Perhaps most egregious is the improper reproduction of DialAmerica's confidential business materials, trade secrets and other proprietary business information such as compensation structure, time cards, excerpts from training manuals, representative report totals, internal memoranda, management job descriptions, internal promotions, among other information. These materials appear to have been taken by you, without permission, after you left the employ of DialAmerica. As you must be aware, former employees retain no right to take business materials with them. Nor may any such materials and confidential business information be reproduced or publicly disseminated without the employer's permission. Your impermissible use of business materials constitutes a misappropriation of DialAmerica's trade secrets and confidential information under New York law.

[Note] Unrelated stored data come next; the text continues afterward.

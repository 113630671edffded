// swgkit-parsers/src/camera.rs
//! Cockpit camera rig codec
//!
//! ```text
//! FORM CCKP
//! └── FORM 0001
//!     ├── FRAM   frame appearance path
//!     ├── ZOOM   zoom levels, one f32 each
//!     ├── FRST   first zoom level index as f32
//!     ├── 3OFF   third-person offset
//!     ├── 1OFF   first-person offset
//!     └── FORM HYPR / OFST   optional hyperspace offset
//! ```

use serde::Serialize;
use swgkit_core::{Error, Result, ResultExt, Vec3};

use crate::binary::{ByteReader, ByteWriter};
use crate::iff::{self, Node, Tag};
use crate::traits::{Codec, ParseOptions};

/// Root form type of a camera rig
pub const CCKP: Tag = Tag::new(b"CCKP");
const CCKP_VERSION: Tag = Tag::new(b"0001");
const FRAM: Tag = Tag::new(b"FRAM");
const ZOOM: Tag = Tag::new(b"ZOOM");
const FRST: Tag = Tag::new(b"FRST");
const THIRD_OFFSET: Tag = Tag::new(b"3OFF");
const FIRST_OFFSET: Tag = Tag::new(b"1OFF");
const HYPR: Tag = Tag::new(b"HYPR");
const OFST: Tag = Tag::new(b"OFST");

#[derive(Debug, Clone, PartialEq, Serialize)]
pub struct CameraRig {
    pub frame: String,
    pub zoom_levels: Vec<f32>,
    pub first_zoom: f32,
    pub third_person_offset: Vec3,
    pub first_person_offset: Vec3,
    pub hyperspace_offset: Option<Vec3>,
}

impl CameraRig {
    pub fn new(frame: impl Into<String>) -> Self {
        Self {
            frame: frame.into(),
            zoom_levels: Vec::new(),
            first_zoom: 0.0,
            third_person_offset: Vec3::ZERO,
            first_person_offset: Vec3::ZERO,
            hyperspace_offset: None,
        }
    }
}

pub struct CameraCodec;

impl Codec for CameraCodec {
    type Model = CameraRig;

    const ROOT: Option<Tag> = Some(CCKP);

    fn name(&self) -> &'static str {
        "Camera Rig"
    }

    fn extensions(&self) -> &'static [&'static str] {
        &["iff"]
    }

    fn decode_with_options(&self, bytes: &[u8], options: &ParseOptions) -> Result<CameraRig> {
        decode_with_options(bytes, options)
    }

    fn encode(&self, model: &CameraRig) -> Vec<u8> {
        encode(model)
    }
}

pub fn decode(bytes: &[u8]) -> Result<CameraRig> {
    decode_with_options(bytes, &ParseOptions::default())
}

fn read_vec3(body: &[Node], tag: Tag) -> Vec3 {
    match body.iter().find(|n| n.is_leaf(tag)).and_then(Node::data) {
        Some(data) => ByteReader::new(data).vec3().unwrap_or_else(|e| {
            tracing::warn!(%tag, error = %e, "Malformed offset");
            Vec3::ZERO
        }),
        None => {
            tracing::warn!(%tag, "Offset absent");
            Vec3::ZERO
        }
    }
}

pub fn decode_with_options(bytes: &[u8], options: &ParseOptions) -> Result<CameraRig> {
    let root = iff::parse_with_options(bytes, options)
        .ok_or_else(|| Error::invalid_data("no chunk tree at start of camera rig"))?;
    if !root.is_form(CCKP) {
        return Err(Error::unexpected_form(CCKP.to_string(), root.label().to_string()));
    }
    let (version, body) = root
        .version_form()
        .ok_or_else(|| Error::missing_chunk("CCKP version form"))?;
    if version != CCKP_VERSION {
        tracing::warn!(%version, "Unexpected camera rig version");
    }

    let frame = body
        .iter()
        .find(|n| n.is_leaf(FRAM))
        .and_then(Node::data)
        .ok_or_else(|| Error::missing_chunk(FRAM.to_string()))
        .and_then(|data| ByteReader::new(data).cstring())
        .context("camera frame")?;

    let zoom_levels = body
        .iter()
        .find(|n| n.is_leaf(ZOOM))
        .and_then(Node::data)
        .map(|data| {
            if data.len() % 4 != 0 {
                tracing::warn!(length = data.len(), "Zoom table has trailing bytes");
            }
            data.chunks_exact(4)
                .map(|c| f32::from_le_bytes([c[0], c[1], c[2], c[3]]))
                .collect()
        })
        .unwrap_or_default();

    let first_zoom = body
        .iter()
        .find(|n| n.is_leaf(FRST))
        .and_then(Node::data)
        .and_then(|data| ByteReader::new(data).f32().ok())
        .unwrap_or_default();

    let hyperspace_offset = body
        .iter()
        .find(|n| n.is_form(HYPR))
        .map(|hypr| read_vec3(hypr.children(), OFST));

    Ok(CameraRig {
        frame,
        zoom_levels,
        first_zoom,
        third_person_offset: read_vec3(body, THIRD_OFFSET),
        first_person_offset: read_vec3(body, FIRST_OFFSET),
        hyperspace_offset,
    })
}

pub fn encode(rig: &CameraRig) -> Vec<u8> {
    let vec3_leaf = |tag: Tag, v: Vec3| {
        let mut w = ByteWriter::with_capacity(12);
        w.put_vec3(v);
        Node::leaf(tag, w.into_inner())
    };

    let mut frame = ByteWriter::new();
    frame.put_cstring(&rig.frame);

    let mut zoom = ByteWriter::with_capacity(rig.zoom_levels.len() * 4);
    zoom.put_floats(&rig.zoom_levels);

    let mut first = ByteWriter::with_capacity(4);
    first.put_f32(rig.first_zoom);

    let mut children = vec![
        Node::leaf(FRAM, frame.into_inner()),
        Node::leaf(ZOOM, zoom.into_inner()),
        Node::leaf(FRST, first.into_inner()),
        vec3_leaf(THIRD_OFFSET, rig.third_person_offset),
        vec3_leaf(FIRST_OFFSET, rig.first_person_offset),
    ];
    if let Some(offset) = rig.hyperspace_offset {
        children.push(Node::form(HYPR, vec![vec3_leaf(OFST, offset)]));
    }

    iff::serialize(&Node::form(CCKP, vec![Node::form(CCKP_VERSION, children)]))
}
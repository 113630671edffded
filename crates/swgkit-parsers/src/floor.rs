// swgkit-parsers/src/floor.rs
//! Floor navigation mesh codec
//!
//! # Format Structure
//! ```text
//! FORM FLOR
//! └── FORM 0006
//!     ├── VERT   count, count × (x, y, z)
//!     ├── TRIS   count, count × 60-byte triangle records
//!     ├── BEDG   border edges, rebuilt from triangle neighbors on encode
//!     └── ...    path graph and search tree, kept as raw bytes
//! ```

use serde::Serialize;
use swgkit_core::{Error, Result, Vec3};

use crate::binary::{ByteReader, ByteWriter};
use crate::iff::{self, Node, Tag};
use crate::traits::{Codec, ParseOptions};

/// Root form type of a floor mesh
pub const FLOR: Tag = Tag::new(b"FLOR");
const FLOR_VERSION: Tag = Tag::new(b"0006");
const VERT: Tag = Tag::new(b"VERT");
const TRIS: Tag = Tag::new(b"TRIS");
const BEDG: Tag = Tag::new(b"BEDG");

/// Size of one triangle record
pub const TRIANGLE_RECORD_SIZE: usize = 60;

/// Neighbor index marking an edge with no adjacent triangle
pub const NO_NEIGHBOR: i32 = -1;

#[derive(Debug, Clone, PartialEq, Serialize)]
pub struct FloorTriangle {
    pub corners: [i32; 3],
    pub index: i32,
    pub neighbors: [i32; 3],
    pub normal: Vec3,
    pub edge_types: [u8; 3],
    pub fallthrough: bool,
    pub part_tag: i32,
    pub portal_ids: [i32; 3],
}

impl FloorTriangle {
    fn read(r: &mut ByteReader<'_>) -> Result<Self> {
        fn ints(r: &mut ByteReader<'_>) -> Result<[i32; 3]> {
            Ok([r.i32_le()?, r.i32_le()?, r.i32_le()?])
        }

        let corners = ints(r)?;
        let index = r.i32_le()?;
        let neighbors = ints(r)?;
        let normal = r.vec3()?;
        let edge_types = r.array::<3>()?;
        let fallthrough = r.bool()?;
        let part_tag = r.i32_le()?;
        let portal_ids = ints(r)?;
        Ok(Self {
            corners,
            index,
            neighbors,
            normal,
            edge_types,
            fallthrough,
            part_tag,
            portal_ids,
        })
    }

    fn write(&self, w: &mut ByteWriter) {
        for &c in &self.corners {
            w.put_i32_le(c);
        }
        w.put_i32_le(self.index);
        for &n in &self.neighbors {
            w.put_i32_le(n);
        }
        w.put_vec3(self.normal);
        w.put_bytes(&self.edge_types);
        w.put_bool(self.fallthrough);
        w.put_i32_le(self.part_tag);
        for &p in &self.portal_ids {
            w.put_i32_le(p);
        }
    }
}

/// Edge on the mesh boundary
#[derive(Debug, Clone, Copy, PartialEq, Eq, Serialize)]
pub struct BorderEdge {
    pub triangle: i32,
    pub edge: i32,
    pub edge_type: u8,
}

#[derive(Debug, Clone, PartialEq, Default, Serialize)]
pub struct FloorMesh {
    pub vertices: Vec<Vec3>,
    pub triangles: Vec<FloorTriangle>,
    /// Serialized chunks after the border edges
    pub trailer: Vec<u8>,
}

impl FloorMesh {
    /// Border edges: every triangle edge without a neighbor
    pub fn border_edges(&self) -> Vec<BorderEdge> {
        self.triangles
            .iter()
            .enumerate()
            .flat_map(|(t, tri)| {
                (0..3).filter(move |&e| tri.neighbors[e] == NO_NEIGHBOR).map(move |e| BorderEdge {
                    triangle: t as i32,
                    edge: e as i32,
                    edge_type: tri.edge_types[e],
                })
            })
            .collect()
    }

    /// Triangles referencing a vertex that does not exist
    pub fn invalid_triangles(&self) -> Vec<usize> {
        let count = self.vertices.len();
        self.triangles
            .iter()
            .enumerate()
            .filter(|(_, t)| t.corners.iter().any(|&c| usize::try_from(c).map_or(true, |c| c >= count)))
            .map(|(i, _)| i)
            .collect()
    }
}

pub struct FloorCodec;

impl Codec for FloorCodec {
    type Model = FloorMesh;

    const ROOT: Option<Tag> = Some(FLOR);

    fn name(&self) -> &'static str {
        "Floor Mesh"
    }

    fn extensions(&self) -> &'static [&'static str] {
        &["flr"]
    }

    fn decode_with_options(&self, bytes: &[u8], options: &ParseOptions) -> Result<FloorMesh> {
        decode_with_options(bytes, options)
    }

    fn encode(&self, model: &FloorMesh) -> Vec<u8> {
        encode(model)
    }
}

pub fn decode(bytes: &[u8]) -> Result<FloorMesh> {
    decode_with_options(bytes, &ParseOptions::default())
}

pub fn decode_with_options(bytes: &[u8], options: &ParseOptions) -> Result<FloorMesh> {
    let root = iff::parse_with_options(bytes, options)
        .ok_or_else(|| Error::invalid_data("no chunk tree at start of floor mesh"))?;
    if !root.is_form(FLOR) {
        return Err(Error::unexpected_form(FLOR.to_string(), root.label().to_string()));
    }
    let (version, body) = root
        .version_form()
        .ok_or_else(|| Error::missing_chunk("FLOR version form"))?;
    if version != FLOR_VERSION {
        return Err(Error::UnsupportedVersion {
            version: version.to_string(),
            supported: FLOR_VERSION.to_string(),
        });
    }

    let mut mesh = FloorMesh::default();
    let mut trailer = Vec::new();
    for node in body {
        match node {
            Node::Leaf { tag, data } if *tag == VERT => {
                mesh.vertices = read_counted(data, VERT, 12, |r| r.vec3());
            }
            Node::Leaf { tag, data } if *tag == TRIS => {
                mesh.triangles = read_counted(data, TRIS, TRIANGLE_RECORD_SIZE, FloorTriangle::read);
            }
            Node::Leaf { tag, .. } if *tag == BEDG => {}
            other => trailer.push(other.clone()),
        }
    }
    mesh.trailer = iff::serialize_sequence(&trailer);

    let invalid = mesh.invalid_triangles();
    if !invalid.is_empty() {
        tracing::warn!(count = invalid.len(), first = invalid[0], "Triangles reference missing vertices");
    }

    tracing::debug!(
        vertices = mesh.vertices.len(),
        triangles = mesh.triangles.len(),
        trailer = mesh.trailer.len(),
        "Decoded floor mesh"
    );
    Ok(mesh)
}

fn read_counted<T>(
    data: &[u8],
    tag: Tag,
    record_size: usize,
    mut read: impl FnMut(&mut ByteReader<'_>) -> Result<T>,
) -> Vec<T> {
    let mut reader = ByteReader::new(data);
    let declared = match reader.i32_le() {
        Ok(n) => n.max(0) as usize,
        Err(_) => {
            tracing::warn!(%tag, "Table without count");
            return Vec::new();
        }
    };
    let available = reader.remaining() / record_size;
    if available < declared {
        tracing::warn!(%tag, declared, available, "Truncated table");
    }
    let mut out = Vec::with_capacity(declared.min(available));
    for _ in 0..declared.min(available) {
        match read(&mut reader) {
            Ok(v) => out.push(v),
            Err(_) => break,
        }
    }
    out
}

pub fn encode(mesh: &FloorMesh) -> Vec<u8> {
    let mut vertices = ByteWriter::with_capacity(4 + mesh.vertices.len() * 12);
    vertices.put_i32_le(mesh.vertices.len() as i32);
    for &v in &mesh.vertices {
        vertices.put_vec3(v);
    }

    let mut triangles = ByteWriter::with_capacity(4 + mesh.triangles.len() * TRIANGLE_RECORD_SIZE);
    triangles.put_i32_le(mesh.triangles.len() as i32);
    for t in &mesh.triangles {
        t.write(&mut triangles);
    }

    let edges = mesh.border_edges();
    let mut border = ByteWriter::with_capacity(4 + edges.len() * 9);
    border.put_i32_le(edges.len() as i32);
    for e in &edges {
        border.put_i32_le(e.triangle);
        border.put_i32_le(e.edge);
        border.put_u8(e.edge_type);
    }

    let mut children = vec![
        Node::leaf(VERT, vertices.into_inner()),
        Node::leaf(TRIS, triangles.into_inner()),
        Node::leaf(BEDG, border.into_inner()),
    ];
    children.extend(iff::parse_sequence(&mesh.trailer));

    iff::serialize(&Node::form(FLOR, vec![Node::form(FLOR_VERSION, children)]))
}
#[cfg(test)]
mod tests {
    use super::*;
    use crate::camera::CameraRig;
    use crate::customization::CustomizationMap;

    #[test]
    fn test_builtins_registered() {
        let registry = CodecRegistry::with_builtins();
        assert_eq!(registry.list().len(), FormatKind::ALL.len());
        assert_eq!(registry.ids_for_extension(".IFF"), vec!["acst".to_string(), "cckp".to_string()]);
    }

    #[test]
    fn test_duplicate_rejected() {
        let registry = CodecRegistry::with_builtins();
        let again = CodecRegistrationBuilder::new()
            .id("pob")
            .kind(FormatKind::Building)
            .name("again")
            .factory(|| crate::building::BuildingCodec)
            .build()
            .unwrap();
        assert!(matches!(registry.register(again), Err(RegistryError::DuplicateId(_))));
    }

    #[test]
    fn test_builder_requires_factory() {
        let result = CodecRegistrationBuilder::new().id("x").kind(FormatKind::Palette).name("x").build();
        assert!(matches!(result, Err(RegistryError::IncompleteRegistration(_))));
    }

    #[test]
    fn test_detect_by_content_over_extension() {
        let registry = CodecRegistry::with_builtins();
        let rig = crate::camera::encode(&CameraRig::new("a"));
        let detection = registry.detect(Some(Path::new("cockpit.iff")), &rig).unwrap();
        assert_eq!(detection.kind, FormatKind::CameraRig);
        assert!(detection.sniffed);

        let map = crate::customization::encode(&CustomizationMap::new());
        let detection = registry.detect(Some(Path::new("map.iff")), &map).unwrap();
        assert_eq!(detection.kind, FormatKind::CustomizationMap);
    }

    #[test]
    fn test_detect_falls_back_to_extension() {
        let registry = CodecRegistry::with_builtins();
        let detection = registry.detect(Some(Path::new("broken.pob")), b"garbage").unwrap();
        assert_eq!(detection.kind, FormatKind::Building);
        assert!(!detection.sniffed);
        assert!(matches!(registry.detect(None, b"garbage"), Err(RegistryError::Unrecognized)));
    }

    #[test]
    fn test_unregister() {
        let registry = CodecRegistry::with_builtins();
        registry.unregister("pal").unwrap();
        assert!(registry.ids_for_extension("pal").is_empty());
        assert!(matches!(registry.get("pal"), Err(RegistryError::NotFound(_))));
    }

    #[test]
    fn test_missing_file_reported_by_path() {
        let path = std::env::temp_dir().join("swgkit-registry-no-such-file.pob");
        let err = CodecRegistry::with_builtins()
            .decode_file(&path, &ParseOptions::default())
            .unwrap_err();
        assert!(matches!(err, ParseError::FileNotFound(p) if p == path));
    }
}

See North Atlantic Instruments, Inc. v. Haber, 188 F.3d 38 (2d Cir. 1999); Inflight Newspapers, Inc. v. Magazines In-Flight, LLC, 990 F. Supp. 119 (E.D.N.Y. 1997); Restatement of Torts § 757 cmt. b (1939). Accordingly, any further use or publication of any DialAmerica business material obtained while you were employed by DialAmerica could result in further irreparable harm and damage to DialAmerica.

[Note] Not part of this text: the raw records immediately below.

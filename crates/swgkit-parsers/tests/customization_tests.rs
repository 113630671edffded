//! Integration tests for the customization map codec

use proptest::prelude::*;

use swgkit_parsers::customization::{self, CustomizationMap, CustomizationVariable, IntRange, ValueRange};

fn variable(name: &str, max: i32) -> CustomizationVariable {
    CustomizationVariable {
        variable: name.to_string(),
        range: ValueRange::Int(IntRange {
            min: 0,
            max_exclusive: max,
        }),
        default: 0,
    }
}

#[test]
fn test_assets_share_customization_after_reload() {
    let mut map = CustomizationMap::new();
    let male = map.add_asset("object/creature/player/shared_human_male.iff").unwrap();
    let female = map.add_asset("object/creature/player/shared_human_female.iff").unwrap();
    map.add_customization(male, &[variable("/shared_owner/blend_fat", 256)])
        .unwrap();
    map.add_links(male, &[female]).unwrap();
    assert!(map.clone_customization(male, female).unwrap());

    let reloaded = customization::decode(&customization::encode(&map)).unwrap();
    assert_eq!(reloaded, map);
    assert_eq!(reloaded.resolve(female), reloaded.resolve(male));
    assert_eq!(reloaded.linked_assets(male), vec![female]);
}

#[test]
fn test_lookup_is_case_sensitive() {
    let mut map = CustomizationMap::new();
    map.add_asset("object/Tangible/shirt.iff").unwrap();
    assert!(map.find_asset("object/Tangible/shirt.iff").is_some());
    assert!(map.find_asset("object/tangible/shirt.iff").is_none());
}

proptest! {
    #[test]
    fn prop_checksum_index_stays_sorted(paths in proptest::collection::hash_set("object/[a-z_/]{1,30}\\.iff", 1..40)) {
        let mut map = CustomizationMap::new();
        let mut ids = Vec::new();
        for path in &paths {
            ids.push((path.clone(), map.add_asset(path).unwrap()));
            prop_assert!(map.is_sorted());
        }
        prop_assert_eq!(map.asset_count(), paths.len());
        for (path, id) in &ids {
            prop_assert_eq!(map.find_asset(path), Some(*id));
        }

        let reloaded = customization::decode(&customization::encode(&map)).unwrap();
        for (path, id) in &ids {
            prop_assert_eq!(reloaded.find_asset(path), Some(*id));
        }
    }
}
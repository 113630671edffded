// swgkit-parsers/src/traits.rs
//! Core traits defining the codec interface for all file formats.
//!
//! Every format exposes exactly two operations to collaborators:
//! `decode(bytes) -> Model` and `encode(&Model) -> bytes`. Decoding never
//! fails for recoverable malformation; only structural problems (wrong root
//! form, missing mandatory chunk) are returned as errors.

use serde::Serialize;

use crate::iff::Tag;

pub use swgkit_core::{Error as ParseError, Result as ParseResult};

/// Configuration options for decoding
#[derive(Debug, Clone)]
pub struct ParseOptions {
    /// Maximum container nesting depth; deeper forms are skipped
    pub max_nesting_depth: u32,
    /// Fail when a stored checksum does not match the recomputed one
    pub verify_checksums: bool,
}

impl Default for ParseOptions {
    fn default() -> Self {
        Self {
            max_nesting_depth: 64,
            verify_checksums: false,
        }
    }
}

impl ParseOptions {
    /// Options with checksum verification switched on
    pub fn strict() -> Self {
        Self {
            verify_checksums: true,
            ..Self::default()
        }
    }
}

/// Core trait for all format codecs
///
/// Implementors are zero-sized; all state lives in the decoded model.
pub trait Codec: Send + Sync {
    /// The decoded domain model
    type Model: Serialize;

    /// Root container type name, `None` for formats that are not tree-framed
    const ROOT: Option<Tag>;

    /// Returns a human-readable name for this codec
    fn name(&self) -> &'static str;

    /// Returns the file extensions this codec handles (e.g., ["pob"])
    fn extensions(&self) -> &'static [&'static str];

    /// Decode with custom options
    fn decode_with_options(&self, bytes: &[u8], options: &ParseOptions) -> ParseResult<Self::Model>;

    /// Decode with default options
    fn decode(&self, bytes: &[u8]) -> ParseResult<Self::Model> {
        self.decode_with_options(bytes, &ParseOptions::default())
    }

    /// Encode a model; the model is trusted and not validated
    fn encode(&self, model: &Self::Model) -> Vec<u8>;

    /// Cheap check whether `bytes` look like this format
    fn sniff(&self, bytes: &[u8]) -> bool {
        match Self::ROOT {
            Some(root) => crate::iff::peek_form_type(bytes) == Some(root),
            None => false,
        }
    }
}

#[cfg(test)]
mod tests {
    use super::*;

    #[test]
    fn test_default_options() {
        let options = ParseOptions::default();
        assert_eq!(options.max_nesting_depth, 64);
        assert!(!options.verify_checksums);
        assert!(ParseOptions::strict().verify_checksums);
    }

    #[test]
    fn test_parse_error_context() {
        let error = ParseError::missing_chunk("DATA");
        let contextualized = error.with_context("parsing header");

        match contextualized {
            ParseError::WithContext { context, .. } => {
                assert_eq!(context, "parsing header");
            }
            _ => panic!("Expected WithContext error"),
        }
    }
}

As discussed above, your use of a photograph of DialAmerica employees on your website, without first obtaining the written permission of each of these employees, constitutes a violation of the Right of Privacy under the New York Civil Rights Law, §§ 50, 51.

Therefore, in view of the foregoing and on behalf of our client, we request that you immediately remove all use of and reference to any of the DIALAMERICA trademarks, outright or in buried code on your website; that you immediately discontinue all display of DialAmerica's confidential business materials, trade secrets, training manuals and other proprietary business information on your website, in this or in any other unauthorized manner; and that you promptly remove all defamatory and disparaging material.

We ask that you provide us with written notification and assurance by no later than 7 days from the date of this letter that you will promptly comply with our requests. We will monitor your site on a daily basis to confirm compliance.

We look forward to your immediate reply and requested assurances.

AMSTER, ROTHSTEIN, EBENSTEIN

Karen Artz Ash

KAA/sz cc: Robert Fischer, Esq.

Note: This letter has been analysed and annotated by the Chilling Effects Clearinghouse. Also, I wrote back.